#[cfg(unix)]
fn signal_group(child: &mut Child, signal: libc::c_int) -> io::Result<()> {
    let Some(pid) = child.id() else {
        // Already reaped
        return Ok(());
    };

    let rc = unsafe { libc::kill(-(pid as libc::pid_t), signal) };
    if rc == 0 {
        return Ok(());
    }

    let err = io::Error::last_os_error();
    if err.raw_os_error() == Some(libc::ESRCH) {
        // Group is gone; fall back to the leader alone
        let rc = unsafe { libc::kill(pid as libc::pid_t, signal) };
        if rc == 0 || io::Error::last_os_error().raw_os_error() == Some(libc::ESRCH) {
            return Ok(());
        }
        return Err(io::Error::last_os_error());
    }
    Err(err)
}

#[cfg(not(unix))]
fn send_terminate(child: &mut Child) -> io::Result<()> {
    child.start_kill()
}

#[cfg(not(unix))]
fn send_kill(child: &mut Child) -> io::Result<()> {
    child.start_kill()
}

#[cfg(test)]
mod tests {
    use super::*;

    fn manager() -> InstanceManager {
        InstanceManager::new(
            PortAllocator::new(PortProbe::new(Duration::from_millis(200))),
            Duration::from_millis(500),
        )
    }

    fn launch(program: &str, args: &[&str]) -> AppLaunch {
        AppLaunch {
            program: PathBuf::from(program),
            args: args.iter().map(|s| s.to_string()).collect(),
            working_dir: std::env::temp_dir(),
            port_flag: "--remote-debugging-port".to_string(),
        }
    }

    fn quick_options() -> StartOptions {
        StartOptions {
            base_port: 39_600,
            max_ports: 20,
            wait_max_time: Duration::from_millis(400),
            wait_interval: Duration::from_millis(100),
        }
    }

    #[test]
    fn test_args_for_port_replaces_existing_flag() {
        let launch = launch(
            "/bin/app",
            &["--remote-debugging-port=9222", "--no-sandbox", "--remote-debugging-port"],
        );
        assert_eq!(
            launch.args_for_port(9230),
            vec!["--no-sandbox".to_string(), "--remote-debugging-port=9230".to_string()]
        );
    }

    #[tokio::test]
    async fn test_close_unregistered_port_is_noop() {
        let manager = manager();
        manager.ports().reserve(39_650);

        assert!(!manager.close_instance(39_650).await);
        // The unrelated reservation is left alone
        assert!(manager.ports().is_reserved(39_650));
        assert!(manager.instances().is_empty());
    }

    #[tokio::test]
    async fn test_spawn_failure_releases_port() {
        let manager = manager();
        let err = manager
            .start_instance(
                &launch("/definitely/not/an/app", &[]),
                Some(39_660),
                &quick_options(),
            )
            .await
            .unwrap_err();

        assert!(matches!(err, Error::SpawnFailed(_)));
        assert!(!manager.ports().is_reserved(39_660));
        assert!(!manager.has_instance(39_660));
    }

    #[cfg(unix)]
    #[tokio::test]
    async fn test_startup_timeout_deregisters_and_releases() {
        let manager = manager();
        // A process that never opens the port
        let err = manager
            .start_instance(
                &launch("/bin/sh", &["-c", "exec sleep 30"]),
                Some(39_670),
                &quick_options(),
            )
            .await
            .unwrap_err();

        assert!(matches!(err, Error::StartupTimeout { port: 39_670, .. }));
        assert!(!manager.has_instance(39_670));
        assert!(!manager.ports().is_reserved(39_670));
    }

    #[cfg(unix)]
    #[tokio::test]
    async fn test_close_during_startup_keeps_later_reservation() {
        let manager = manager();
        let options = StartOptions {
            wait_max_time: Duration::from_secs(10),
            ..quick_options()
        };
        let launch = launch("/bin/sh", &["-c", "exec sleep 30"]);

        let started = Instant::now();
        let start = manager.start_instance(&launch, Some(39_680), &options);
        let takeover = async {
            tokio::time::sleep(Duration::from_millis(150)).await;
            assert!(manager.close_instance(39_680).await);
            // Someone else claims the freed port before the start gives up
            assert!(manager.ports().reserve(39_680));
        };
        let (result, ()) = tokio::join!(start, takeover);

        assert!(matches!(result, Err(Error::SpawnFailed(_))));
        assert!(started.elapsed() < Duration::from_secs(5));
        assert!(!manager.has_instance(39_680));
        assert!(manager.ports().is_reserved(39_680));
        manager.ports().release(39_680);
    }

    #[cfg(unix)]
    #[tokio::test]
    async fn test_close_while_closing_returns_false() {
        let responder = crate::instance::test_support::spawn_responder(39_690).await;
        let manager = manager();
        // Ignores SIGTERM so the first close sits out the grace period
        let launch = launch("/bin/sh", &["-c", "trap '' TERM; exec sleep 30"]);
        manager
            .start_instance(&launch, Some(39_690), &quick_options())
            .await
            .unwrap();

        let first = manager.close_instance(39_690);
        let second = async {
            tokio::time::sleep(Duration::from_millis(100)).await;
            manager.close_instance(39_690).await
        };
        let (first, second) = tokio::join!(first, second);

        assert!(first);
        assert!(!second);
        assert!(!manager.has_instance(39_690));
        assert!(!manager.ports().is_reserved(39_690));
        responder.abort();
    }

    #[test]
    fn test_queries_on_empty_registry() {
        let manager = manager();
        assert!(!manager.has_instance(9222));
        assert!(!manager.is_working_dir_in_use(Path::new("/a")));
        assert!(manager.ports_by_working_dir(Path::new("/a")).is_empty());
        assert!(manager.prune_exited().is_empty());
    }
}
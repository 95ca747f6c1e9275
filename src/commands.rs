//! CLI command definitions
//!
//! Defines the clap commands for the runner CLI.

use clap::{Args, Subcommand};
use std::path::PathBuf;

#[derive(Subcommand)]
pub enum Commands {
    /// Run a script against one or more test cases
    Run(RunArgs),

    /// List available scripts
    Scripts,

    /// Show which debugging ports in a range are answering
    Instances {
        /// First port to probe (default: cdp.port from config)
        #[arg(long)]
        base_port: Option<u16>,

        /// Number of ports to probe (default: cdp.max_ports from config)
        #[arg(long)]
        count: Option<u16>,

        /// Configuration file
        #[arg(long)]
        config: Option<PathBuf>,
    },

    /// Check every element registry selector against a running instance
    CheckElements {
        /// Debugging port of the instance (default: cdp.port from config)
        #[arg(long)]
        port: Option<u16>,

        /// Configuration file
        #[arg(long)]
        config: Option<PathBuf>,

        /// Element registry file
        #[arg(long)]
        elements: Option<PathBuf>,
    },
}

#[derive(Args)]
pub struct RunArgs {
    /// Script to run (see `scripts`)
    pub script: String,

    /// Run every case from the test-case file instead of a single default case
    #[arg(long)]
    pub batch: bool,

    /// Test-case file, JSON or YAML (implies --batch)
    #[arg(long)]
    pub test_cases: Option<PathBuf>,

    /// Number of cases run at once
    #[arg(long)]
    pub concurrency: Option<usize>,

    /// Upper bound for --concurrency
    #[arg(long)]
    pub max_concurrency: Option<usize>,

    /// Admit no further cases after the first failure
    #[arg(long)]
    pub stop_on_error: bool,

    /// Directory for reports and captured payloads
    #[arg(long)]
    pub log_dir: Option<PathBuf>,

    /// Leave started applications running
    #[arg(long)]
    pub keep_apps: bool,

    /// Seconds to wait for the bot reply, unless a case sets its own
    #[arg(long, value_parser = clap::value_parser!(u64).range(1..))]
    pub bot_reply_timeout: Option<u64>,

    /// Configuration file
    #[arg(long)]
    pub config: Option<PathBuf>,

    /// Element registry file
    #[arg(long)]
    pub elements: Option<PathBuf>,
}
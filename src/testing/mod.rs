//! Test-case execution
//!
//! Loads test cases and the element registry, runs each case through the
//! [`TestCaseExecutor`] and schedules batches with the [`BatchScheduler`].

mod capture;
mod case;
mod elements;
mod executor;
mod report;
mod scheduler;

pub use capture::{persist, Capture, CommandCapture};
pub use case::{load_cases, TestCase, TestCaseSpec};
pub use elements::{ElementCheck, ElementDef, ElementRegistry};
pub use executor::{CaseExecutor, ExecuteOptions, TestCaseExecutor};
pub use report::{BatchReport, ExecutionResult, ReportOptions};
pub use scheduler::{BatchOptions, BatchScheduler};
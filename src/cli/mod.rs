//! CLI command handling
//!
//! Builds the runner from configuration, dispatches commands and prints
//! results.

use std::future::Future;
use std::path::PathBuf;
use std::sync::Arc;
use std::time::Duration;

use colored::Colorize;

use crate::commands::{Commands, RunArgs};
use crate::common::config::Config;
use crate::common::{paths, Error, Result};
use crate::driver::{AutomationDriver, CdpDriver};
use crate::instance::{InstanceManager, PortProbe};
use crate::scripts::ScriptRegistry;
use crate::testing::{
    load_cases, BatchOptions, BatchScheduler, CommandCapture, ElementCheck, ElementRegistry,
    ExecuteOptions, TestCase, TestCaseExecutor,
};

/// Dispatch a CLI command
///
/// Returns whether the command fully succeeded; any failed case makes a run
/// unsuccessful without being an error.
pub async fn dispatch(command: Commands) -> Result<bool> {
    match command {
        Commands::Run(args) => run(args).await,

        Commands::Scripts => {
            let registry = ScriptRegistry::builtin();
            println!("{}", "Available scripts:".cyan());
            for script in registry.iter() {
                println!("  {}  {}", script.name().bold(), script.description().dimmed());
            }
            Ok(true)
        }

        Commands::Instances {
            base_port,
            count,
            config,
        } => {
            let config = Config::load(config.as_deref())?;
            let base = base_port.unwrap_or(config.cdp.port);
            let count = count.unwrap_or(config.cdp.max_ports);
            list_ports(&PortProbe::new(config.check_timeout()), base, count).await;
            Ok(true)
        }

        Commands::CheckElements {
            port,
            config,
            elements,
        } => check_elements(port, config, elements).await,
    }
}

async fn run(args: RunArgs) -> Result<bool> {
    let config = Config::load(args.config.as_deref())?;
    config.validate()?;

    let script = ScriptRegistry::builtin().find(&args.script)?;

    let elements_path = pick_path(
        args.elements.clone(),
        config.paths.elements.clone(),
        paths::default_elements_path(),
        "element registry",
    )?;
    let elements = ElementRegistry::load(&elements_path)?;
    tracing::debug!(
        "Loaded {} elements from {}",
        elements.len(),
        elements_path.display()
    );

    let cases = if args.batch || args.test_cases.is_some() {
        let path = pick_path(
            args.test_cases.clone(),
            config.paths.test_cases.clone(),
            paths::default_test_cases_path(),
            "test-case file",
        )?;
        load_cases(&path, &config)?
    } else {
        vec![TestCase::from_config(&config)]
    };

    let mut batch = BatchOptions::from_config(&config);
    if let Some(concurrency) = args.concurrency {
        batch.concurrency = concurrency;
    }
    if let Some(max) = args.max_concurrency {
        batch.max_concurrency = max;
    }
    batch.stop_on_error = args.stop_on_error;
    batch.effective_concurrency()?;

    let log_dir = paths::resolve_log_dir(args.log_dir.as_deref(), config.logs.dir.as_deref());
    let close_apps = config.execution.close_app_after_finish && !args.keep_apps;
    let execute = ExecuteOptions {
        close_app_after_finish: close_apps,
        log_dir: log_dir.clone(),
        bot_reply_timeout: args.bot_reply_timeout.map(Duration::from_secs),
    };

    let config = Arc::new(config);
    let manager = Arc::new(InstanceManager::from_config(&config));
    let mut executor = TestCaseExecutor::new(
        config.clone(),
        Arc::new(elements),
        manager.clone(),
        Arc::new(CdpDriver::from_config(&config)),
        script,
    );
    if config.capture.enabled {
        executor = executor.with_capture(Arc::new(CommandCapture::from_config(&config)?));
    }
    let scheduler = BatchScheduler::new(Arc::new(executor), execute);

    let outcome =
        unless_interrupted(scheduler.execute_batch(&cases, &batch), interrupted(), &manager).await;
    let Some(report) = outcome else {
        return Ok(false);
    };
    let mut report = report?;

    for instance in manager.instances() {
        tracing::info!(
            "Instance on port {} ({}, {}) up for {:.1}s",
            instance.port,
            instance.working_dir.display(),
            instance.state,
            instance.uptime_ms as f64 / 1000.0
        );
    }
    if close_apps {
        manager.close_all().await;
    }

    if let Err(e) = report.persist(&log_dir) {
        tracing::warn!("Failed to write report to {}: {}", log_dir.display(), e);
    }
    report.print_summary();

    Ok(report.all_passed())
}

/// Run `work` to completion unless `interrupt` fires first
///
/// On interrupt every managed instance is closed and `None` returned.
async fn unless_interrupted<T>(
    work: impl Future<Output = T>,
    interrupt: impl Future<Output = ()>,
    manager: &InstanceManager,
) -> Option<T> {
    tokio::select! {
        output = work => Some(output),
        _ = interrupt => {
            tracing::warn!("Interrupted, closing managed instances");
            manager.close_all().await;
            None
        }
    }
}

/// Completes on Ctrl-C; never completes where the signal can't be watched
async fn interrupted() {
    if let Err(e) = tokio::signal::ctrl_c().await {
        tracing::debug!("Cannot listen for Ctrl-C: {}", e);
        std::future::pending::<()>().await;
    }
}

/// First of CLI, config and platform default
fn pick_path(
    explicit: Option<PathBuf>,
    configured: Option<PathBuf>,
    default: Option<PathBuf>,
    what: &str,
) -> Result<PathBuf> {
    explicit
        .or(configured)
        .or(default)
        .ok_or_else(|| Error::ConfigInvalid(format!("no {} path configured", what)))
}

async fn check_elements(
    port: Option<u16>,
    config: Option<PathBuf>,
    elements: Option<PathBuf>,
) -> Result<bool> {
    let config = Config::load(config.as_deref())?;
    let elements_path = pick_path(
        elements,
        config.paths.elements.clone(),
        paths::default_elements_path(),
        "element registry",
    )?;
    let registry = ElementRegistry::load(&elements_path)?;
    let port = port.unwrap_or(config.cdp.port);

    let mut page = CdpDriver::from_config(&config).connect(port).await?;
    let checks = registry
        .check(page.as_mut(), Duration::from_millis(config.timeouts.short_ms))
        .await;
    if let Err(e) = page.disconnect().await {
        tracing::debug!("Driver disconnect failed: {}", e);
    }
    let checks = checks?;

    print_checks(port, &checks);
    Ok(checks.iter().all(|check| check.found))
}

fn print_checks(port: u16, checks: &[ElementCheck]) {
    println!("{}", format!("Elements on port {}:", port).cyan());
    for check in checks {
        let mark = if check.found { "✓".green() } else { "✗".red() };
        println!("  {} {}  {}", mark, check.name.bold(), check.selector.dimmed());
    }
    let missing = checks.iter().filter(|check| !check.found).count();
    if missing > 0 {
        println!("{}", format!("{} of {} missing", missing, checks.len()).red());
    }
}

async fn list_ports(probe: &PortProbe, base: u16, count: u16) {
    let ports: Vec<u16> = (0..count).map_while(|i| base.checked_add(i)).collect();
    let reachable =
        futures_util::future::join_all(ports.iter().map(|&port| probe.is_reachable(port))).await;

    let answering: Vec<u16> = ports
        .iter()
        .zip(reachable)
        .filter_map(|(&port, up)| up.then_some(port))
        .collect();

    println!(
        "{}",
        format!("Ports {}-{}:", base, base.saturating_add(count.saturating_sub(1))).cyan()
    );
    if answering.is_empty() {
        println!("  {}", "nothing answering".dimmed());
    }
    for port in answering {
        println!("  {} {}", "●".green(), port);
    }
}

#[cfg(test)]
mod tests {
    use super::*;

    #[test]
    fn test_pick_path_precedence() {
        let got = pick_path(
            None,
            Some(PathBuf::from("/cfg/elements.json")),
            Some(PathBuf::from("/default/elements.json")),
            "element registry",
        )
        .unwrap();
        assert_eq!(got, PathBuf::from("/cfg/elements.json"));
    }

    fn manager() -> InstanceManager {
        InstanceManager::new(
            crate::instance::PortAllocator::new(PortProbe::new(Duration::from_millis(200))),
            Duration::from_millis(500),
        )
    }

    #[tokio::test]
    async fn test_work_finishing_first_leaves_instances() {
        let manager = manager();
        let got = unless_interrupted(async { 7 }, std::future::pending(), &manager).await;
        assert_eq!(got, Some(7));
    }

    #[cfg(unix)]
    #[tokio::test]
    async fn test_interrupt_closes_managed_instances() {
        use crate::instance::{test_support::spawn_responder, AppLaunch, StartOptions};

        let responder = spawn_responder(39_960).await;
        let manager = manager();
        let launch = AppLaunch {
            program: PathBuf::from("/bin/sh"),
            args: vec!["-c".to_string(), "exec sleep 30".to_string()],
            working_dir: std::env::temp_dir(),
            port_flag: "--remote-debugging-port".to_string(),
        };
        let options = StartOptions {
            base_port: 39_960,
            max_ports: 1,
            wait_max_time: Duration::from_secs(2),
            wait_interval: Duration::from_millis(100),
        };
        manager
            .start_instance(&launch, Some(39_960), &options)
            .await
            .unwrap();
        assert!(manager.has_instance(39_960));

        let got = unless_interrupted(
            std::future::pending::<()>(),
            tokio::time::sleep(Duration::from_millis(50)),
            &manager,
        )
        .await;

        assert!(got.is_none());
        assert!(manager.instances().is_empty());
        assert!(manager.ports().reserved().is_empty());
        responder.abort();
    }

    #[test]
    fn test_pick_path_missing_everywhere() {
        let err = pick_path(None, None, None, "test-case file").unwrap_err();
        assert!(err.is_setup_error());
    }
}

#### TASK STATEMENT
Starting at the line above that contains "mark, check.name.bold(), check.selector.dimmed());", repeat each line exactly up to and including the line that contains "let responder = spawn_responder(39_960).await;", and stop there.

#### YOUR SOLUTION
        println!("  {} {}  {}", mark, check.name.bold(), check.selector.dimmed());
    }
    let missing = checks.iter().filter(|check| !check.found).count();
    if missing > 0 {
        println!("{}", format!("{} of {} missing", missing, checks.len()).red());
    }
}

async fn list_ports(probe: &PortProbe, base: u16, count: u16) {
    let ports: Vec<u16> = (0..count).map_while(|i| base.checked_add(i)).collect();
    let reachable =
        futures_util::future::join_all(ports.iter().map(|&port| probe.is_reachable(port))).await;

    let answering: Vec<u16> = ports
        .iter()
        .zip(reachable)
        .filter_map(|(&port, up)| up.then_some(port))
        .collect();

    println!(
        "{}",
        format!("Ports {}-{}:", base, base.saturating_add(count.saturating_sub(1))).cyan()
    );
    if answering.is_empty() {
        println!("  {}", "nothing answering".dimmed());
    }
    for port in answering {
        println!("  {} {}", "●".green(), port);
    }
}

#[cfg(test)]
mod tests {
    use super::*;

    #[test]
    fn test_pick_path_precedence() {
        let got = pick_path(
            None,
            Some(PathBuf::from("/cfg/elements.json")),
            Some(PathBuf::from("/default/elements.json")),
            "element registry",
        )
        .unwrap();
        assert_eq!(got, PathBuf::from("/cfg/elements.json"));
    }

    fn manager() -> InstanceManager {
        InstanceManager::new(
            crate::instance::PortAllocator::new(PortProbe::new(Duration::from_millis(200))),
            Duration::from_millis(500),
        )
    }

    #[tokio::test]
    async fn test_work_finishing_first_leaves_instances() {
        let manager = manager();
        let got = unless_interrupted(async { 7 }, std::future::pending(), &manager).await;
        assert_eq!(got, Some(7));
    }

    #[cfg(unix)]
    #[tokio::test]
    async fn test_interrupt_closes_managed_instances() {
        use crate::instance::{test_support::spawn_responder, AppLaunch, StartOptions};

        let responder = spawn_responder(39_960).await;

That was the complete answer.